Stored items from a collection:
..........

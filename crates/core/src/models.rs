use std::fmt;
use std::str::FromStr;

use serde::{Deserialize, Serialize};
use thiserror::Error;

/// Languages the assistant can answer in.
///
/// Tamil is partial: it has its own speech locale but no dedicated column in
/// the fallback table, so canned answers come back in English.
#[derive(Debug, Clone, Copy, PartialEq, Eq, Hash, Default, Serialize, Deserialize)]
#[serde(rename_all = "snake_case")]
pub enum Language {
    #[default]
    En,
    Hi,
    Te,
    Ta,
}

#[derive(Debug, Clone, PartialEq, Eq, Error)]
#[error("unsupported language code `{0}`")]
pub struct UnsupportedLanguage(pub String);

impl Language {
    pub const ALL: [Language; 4] = [Self::En, Self::Hi, Self::Te, Self::Ta];

    /// Parses a code or tag, degrading to English when it is missing or unknown.
    pub fn from_optional_str(value: Option<&str>) -> Self {
        value
            .and_then(|v| v.parse::<Self>().ok())
            .unwrap_or_default()
    }

    pub fn as_code(self) -> &'static str {
        match self {
            Self::En => "en",
            Self::Hi => "hi",
            Self::Te => "te",
            Self::Ta => "ta",
        }
    }

    /// Human-readable name sent to the remote conversational service.
    pub fn display_name(self) -> &'static str {
        match self {
            Self::En => "English",
            Self::Hi => "Hindi",
            Self::Te => "Telugu",
            Self::Ta => "Tamil",
        }
    }
}

impl FromStr for Language {
    type Err = UnsupportedLanguage;

    fn from_str(value: &str) -> Result<Self, Self::Err> {
        let lower = value.trim().to_lowercase();
        let primary = lower.split(['-', '_']).next().unwrap_or_default();
        match primary {
            "en" | "english" => Ok(Self::En),
            "hi" | "hindi" => Ok(Self::Hi),
            "te" | "telugu" => Ok(Self::Te),
            "ta" | "tamil" => Ok(Self::Ta),
            _ => Err(UnsupportedLanguage(value.to_string())),
        }
    }
}

impl fmt::Display for Language {
    fn fmt(&self, f: &mut fmt::Formatter<'_>) -> fmt::Result {
        f.write_str(self.as_code())
    }
}

/// Path identifier of a feature screen, consumed by the front-end router.
#[derive(Debug, Clone, PartialEq, Eq, Hash, Serialize, Deserialize)]
#[serde(transparent)]
pub struct Route(String);

impl Route {
    pub fn new(path: impl Into<String>) -> Self {
        Self(path.into())
    }

    pub fn as_str(&self) -> &str {
        &self.0
    }
}

impl fmt::Display for Route {
    fn fmt(&self, f: &mut fmt::Formatter<'_>) -> fmt::Result {
        f.write_str(&self.0)
    }
}

/// The `type` discriminator carried on remote conversational requests.
///
/// Serialized in kebab-case. Deserialization goes through [`QueryKind::parse`],
/// so every spelling the CLI accepts is also accepted on the wire.
#[derive(Debug, Clone, Copy, PartialEq, Eq, Hash, Default, Serialize, Deserialize)]
#[serde(rename_all = "kebab-case", try_from = "String")]
pub enum QueryKind {
    #[default]
    Chat,
    Weather,
    CropPrice,
    News,
    FarmingTip,
}

impl QueryKind {
    pub fn parse(value: &str) -> Option<Self> {
        match value.trim().to_lowercase().replace('_', "-").as_str() {
            "chat" => Some(Self::Chat),
            "weather" => Some(Self::Weather),
            "crop-price" | "price" => Some(Self::CropPrice),
            "news" => Some(Self::News),
            "farming-tip" | "tip" => Some(Self::FarmingTip),
            _ => None,
        }
    }

    pub const ALL: [QueryKind; 5] = [
        Self::Chat,
        Self::Weather,
        Self::CropPrice,
        Self::News,
        Self::FarmingTip,
    ];

    pub fn as_str(self) -> &'static str {
        match self {
            Self::Chat => "chat",
            Self::Weather => "weather",
            Self::CropPrice => "crop-price",
            Self::News => "news",
            Self::FarmingTip => "farming-tip",
        }
    }
}

#[derive(Debug, Clone, PartialEq, Eq, Error)]
#[error("unknown query type `{0}` (expected chat, weather, crop-price, news or farming-tip)")]
pub struct UnknownQueryKind(pub String);

impl TryFrom<String> for QueryKind {
    type Error = UnknownQueryKind;

    fn try_from(value: String) -> Result<Self, Self::Error> {
        Self::parse(&value).ok_or(UnknownQueryKind(value))
    }
}

impl FromStr for QueryKind {
    type Err = UnknownQueryKind;

    fn from_str(value: &str) -> Result<Self, Self::Err> {
        Self::parse(value).ok_or_else(|| UnknownQueryKind(value.to_string()))
    }
}

#[derive(Debug, Clone, Copy, PartialEq, Eq, Serialize, Deserialize)]
#[serde(rename_all = "snake_case")]
pub enum AnswerSource {
    Remote,
    Local,
}

/// Outcome of response resolution. Every variant carries displayable text.
#[derive(Debug, Clone, PartialEq, Eq, Serialize, Deserialize)]
#[serde(tag = "source", rename_all = "snake_case")]
pub enum Answer {
    Remote {
        text: String,
    },
    /// `keyword` is the fallback entry that matched, `None` for the generic message.
    Local {
        text: String,
        keyword: Option<String>,
    },
}

impl Answer {
    pub fn text(&self) -> &str {
        match self {
            Self::Remote { text } | Self::Local { text, .. } => text,
        }
    }

    pub fn into_text(self) -> String {
        match self {
            Self::Remote { text } | Self::Local { text, .. } => text,
        }
    }

    pub fn source(&self) -> AnswerSource {
        match self {
            Self::Remote { .. } => AnswerSource::Remote,
            Self::Local { .. } => AnswerSource::Local,
        }
    }

    pub fn keyword(&self) -> Option<&str> {
        match self {
            Self::Local { keyword, .. } => keyword.as_deref(),
            Self::Remote { .. } => None,
        }
    }
}
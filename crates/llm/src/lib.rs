mod endpoint;
mod openai;
pub mod prompt;

use std::future::Future;
use std::time::Duration;

use kisan_core::{Language, QueryKind};
use reqwest::Client;
use serde::{Deserialize, Serialize};
use thiserror::Error;

pub use endpoint::ChatEndpointClient;
pub use openai::{extract_output_text, OpenAiResponder};

/// Body of a conversational request, as carried on the wire.
#[derive(Debug, Clone, PartialEq, Eq, Serialize, Deserialize)]
pub struct AnswerRequest {
    #[serde(default)]
    pub query: String,
    #[serde(rename = "type", default)]
    pub kind: QueryKind,
    /// Human-readable language name, e.g. "Hindi".
    #[serde(default = "default_language_name")]
    pub language: String,
}

fn default_language_name() -> String {
    Language::En.display_name().to_string()
}

impl AnswerRequest {
    pub fn new(query: impl Into<String>, kind: QueryKind, language: Language) -> Self {
        Self {
            query: query.into(),
            kind,
            language: language.display_name().to_string(),
        }
    }
}

/// Success or error shape returned by the conversational endpoint.
#[derive(Debug, Clone, Default, Serialize, Deserialize)]
pub struct AnswerReply {
    #[serde(default, skip_serializing_if = "Option::is_none")]
    pub response: Option<String>,
    #[serde(default, skip_serializing_if = "Option::is_none")]
    pub error: Option<String>,
}

impl AnswerReply {
    pub fn response(text: impl Into<String>) -> Self {
        Self {
            response: Some(text.into()),
            error: None,
        }
    }

    pub fn error(message: impl Into<String>) -> Self {
        Self {
            response: None,
            error: Some(message.into()),
        }
    }
}

#[derive(Debug, Error)]
pub enum RemoteError {
    #[error("no remote conversational service is configured")]
    Unavailable,
    #[error("request to remote service failed")]
    Transport(#[from] reqwest::Error),
    #[error("remote service returned status {status}: {body}")]
    Status { status: u16, body: String },
    #[error("remote service reported an error: {0}")]
    Service(String),
    #[error("remote service returned a malformed payload: {0}")]
    Malformed(String),
    #[error("remote service returned an empty answer")]
    EmptyAnswer,
}

/// A remote source of natural-language answers.
pub trait AnswerService: Send + Sync {
    fn ask(
        &self,
        request: &AnswerRequest,
    ) -> impl Future<Output = Result<String, RemoteError>> + Send;
}

/// The configured remote backend.
#[derive(Debug, Clone)]
pub enum RemoteBackend {
    /// Posts to a `{query, type, language}` endpoint such as `/api/chat`.
    Endpoint(ChatEndpointClient),
    /// Calls the LLM directly.
    OpenAi(OpenAiResponder),
    /// Every call fails, so answers come from the local fallback table.
    Offline,
}

impl RemoteBackend {
    pub fn name(&self) -> &'static str {
        match self {
            Self::Endpoint(_) => "endpoint",
            Self::OpenAi(_) => "openai",
            Self::Offline => "offline",
        }
    }
}

impl AnswerService for RemoteBackend {
    async fn ask(&self, request: &AnswerRequest) -> Result<String, RemoteError> {
        match self {
            Self::Endpoint(client) => client.ask(request).await,
            Self::OpenAi(responder) => responder.respond(request).await,
            Self::Offline => Err(RemoteError::Unavailable),
        }
    }
}

/// Shared HTTP client with the connect and request timeouts used for every
/// outbound call.
pub fn http_client() -> reqwest::Result<Client> {
    Client::builder()
        .connect_timeout(Duration::from_secs(6))
        .timeout(Duration::from_secs(20))
        .build()
}

/// Trims `text` and rejects it when nothing is left.
pub(crate) fn non_blank(text: &str) -> Result<String, RemoteError> {
    let trimmed = text.trim();
    if trimmed.is_empty() {
        Err(RemoteError::EmptyAnswer)
    } else {
        Ok(trimmed.to_string())
    }
}
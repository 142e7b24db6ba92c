use std::fmt;

use serde::{Deserialize, Serialize};

use crate::models::Language;

/// Region-qualified tag used to pick speech synthesis voices and recognition
/// grammars. Kept separate from [`Language`], which only selects the
/// fallback-table column.
#[derive(Debug, Clone, Copy, PartialEq, Eq, Hash, Serialize, Deserialize)]
pub enum LocaleTag {
    #[serde(rename = "en-IN")]
    EnIn,
    #[serde(rename = "hi-IN")]
    HiIn,
    #[serde(rename = "te-IN")]
    TeIn,
    #[serde(rename = "ta-IN")]
    TaIn,
    #[serde(rename = "en-US")]
    EnUs,
}

impl LocaleTag {
    pub const GLOBAL_DEFAULT: LocaleTag = LocaleTag::EnUs;

    pub fn for_language(language: Language) -> Self {
        match language {
            Language::En => Self::EnIn,
            Language::Hi => Self::HiIn,
            Language::Te => Self::TeIn,
            Language::Ta => Self::TaIn,
        }
    }

    /// Resolves any language code or tag. Unsupported languages use the
    /// closest supported major language, then the global default.
    pub fn resolve(code: &str) -> Self {
        if let Ok(language) = code.parse::<Language>() {
            return Self::for_language(language);
        }

        let lower = code.trim().to_lowercase();
        let primary = lower.split(['-', '_']).next().unwrap_or_default();
        match primary {
            // Devanagari-script languages share Hindi voices.
            "mr" | "ne" | "mai" | "bho" | "sa" => Self::HiIn,
            "kn" => Self::TeIn,
            _ => Self::GLOBAL_DEFAULT,
        }
    }

    pub fn as_str(self) -> &'static str {
        match self {
            Self::EnIn => "en-IN",
            Self::HiIn => "hi-IN",
            Self::TeIn => "te-IN",
            Self::TaIn => "ta-IN",
            Self::EnUs => "en-US",
        }
    }
}

impl fmt::Display for LocaleTag {
    fn fmt(&self, f: &mut fmt::Formatter<'_>) -> fmt::Result {
        f.write_str(self.as_str())
    }
}
use reqwest::Client;
use serde_json::Value;
use tracing::{info, instrument};
use url::Url;

use crate::prompt::{shape_query, system_prompt};
use crate::{non_blank, AnswerRequest, AnswerService, RemoteError};

pub const DEFAULT_BASE_URL: &str = "https://api.openai.com/v1";
pub const DEFAULT_MODEL: &str = "gpt-4o-mini";

/// Answers conversational requests through the OpenAI Responses API.
#[derive(Debug, Clone)]
pub struct OpenAiResponder {
    client: Client,
    api_key: String,
    model: String,
    base_url: String,
}

impl OpenAiResponder {
    pub fn new(client: Client, api_key: impl Into<String>) -> Self {
        Self {
            client,
            api_key: api_key.into(),
            model: DEFAULT_MODEL.to_string(),
            base_url: DEFAULT_BASE_URL.to_string(),
        }
    }

    pub fn with_model(mut self, model: impl Into<String>) -> Self {
        self.model = model.into();
        self
    }

    pub fn with_base_url(mut self, base_url: &str) -> Result<Self, url::ParseError> {
        let url = Url::parse(base_url)?;
        self.base_url = url.as_str().trim_end_matches('/').to_string();
        Ok(self)
    }

    fn responses_url(&self) -> String {
        format!("{}/responses", self.base_url)
    }

    pub fn model(&self) -> &str {
        &self.model
    }

    #[instrument(skip(self, request), fields(kind = request.kind.as_str(), language = %request.language))]
    pub async fn respond(&self, request: &AnswerRequest) -> Result<String, RemoteError> {
        let query = shape_query(&request.query);
        if query.is_empty() {
            return Err(RemoteError::EmptyAnswer);
        }

        let payload = serde_json::json!({
            "model": self.model,
            "input": [
                {
                    "role": "system",
                    "content": [
                        { "type": "input_text", "text": system_prompt(request.kind, &request.language) }
                    ]
                },
                {
                    "role": "user",
                    "content": [
                        { "type": "input_text", "text": query }
                    ]
                }
            ]
        });

        let response = self
            .client
            .post(self.responses_url())
            .bearer_auth(self.api_key.as_str())
            .json(&payload)
            .send()
            .await?;

        let status = response.status();
        if !status.is_success() {
            let body = response.text().await.unwrap_or_default();
            return Err(RemoteError::Status {
                status: status.as_u16(),
                body,
            });
        }

        let body: Value = response
            .json()
            .await
            .map_err(|err| RemoteError::Malformed(err.to_string()))?;
        let text = extract_output_text(&body)
            .ok_or_else(|| RemoteError::Malformed("output text missing".to_string()))?;

        info!(model = %self.model, chars = text.len(), "llm answered");
        non_blank(&text)
    }
}

impl AnswerService for OpenAiResponder {
    async fn ask(&self, request: &AnswerRequest) -> Result<String, RemoteError> {
        self.respond(request).await
    }
}

/// Pulls the answer text out of a Responses API payload. Prefers the
/// aggregated `output_text` and otherwise joins every `output_text` part.
pub fn extract_output_text(payload: &Value) -> Option<String> {
    if let Some(value) = payload.get("output_text").and_then(Value::as_str) {
        return Some(value.to_string());
    }

    let chunks = payload
        .get("output")?
        .as_array()?
        .iter()
        .filter_map(|item| item.get("content").and_then(Value::as_array))
        .flatten()
        .filter(|part| part.get("type").and_then(Value::as_str) == Some("output_text"))
        .filter_map(|part| part.get("text").and_then(Value::as_str))
        .collect::<Vec<_>>();

    if chunks.is_empty() {
        None
    } else {
        Some(chunks.join("\n\n"))
    }
}
pub mod fallback;
pub mod intent;
pub mod locale;
pub mod models;
pub mod rulebook;

pub use fallback::{FallbackEntry, FallbackMatch, FallbackTable, LocalizedText};
pub use intent::{normalize_transcript, IntentRouter, IntentRule};
pub use locale::LocaleTag;
pub use models::*;
pub use rulebook::{Rulebook, RulebookError};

..........

Repeat exactly the lines of the data from the first one through the line with "dedicated column in", both of them included.

filename crates/core/src/models.rs
use std::fmt;
use std::str::FromStr;

use serde::{Deserialize, Serialize};
use thiserror::Error;

/// Languages the assistant can answer in.
///
/// Tamil is partial: it has its own speech locale but no dedicated column in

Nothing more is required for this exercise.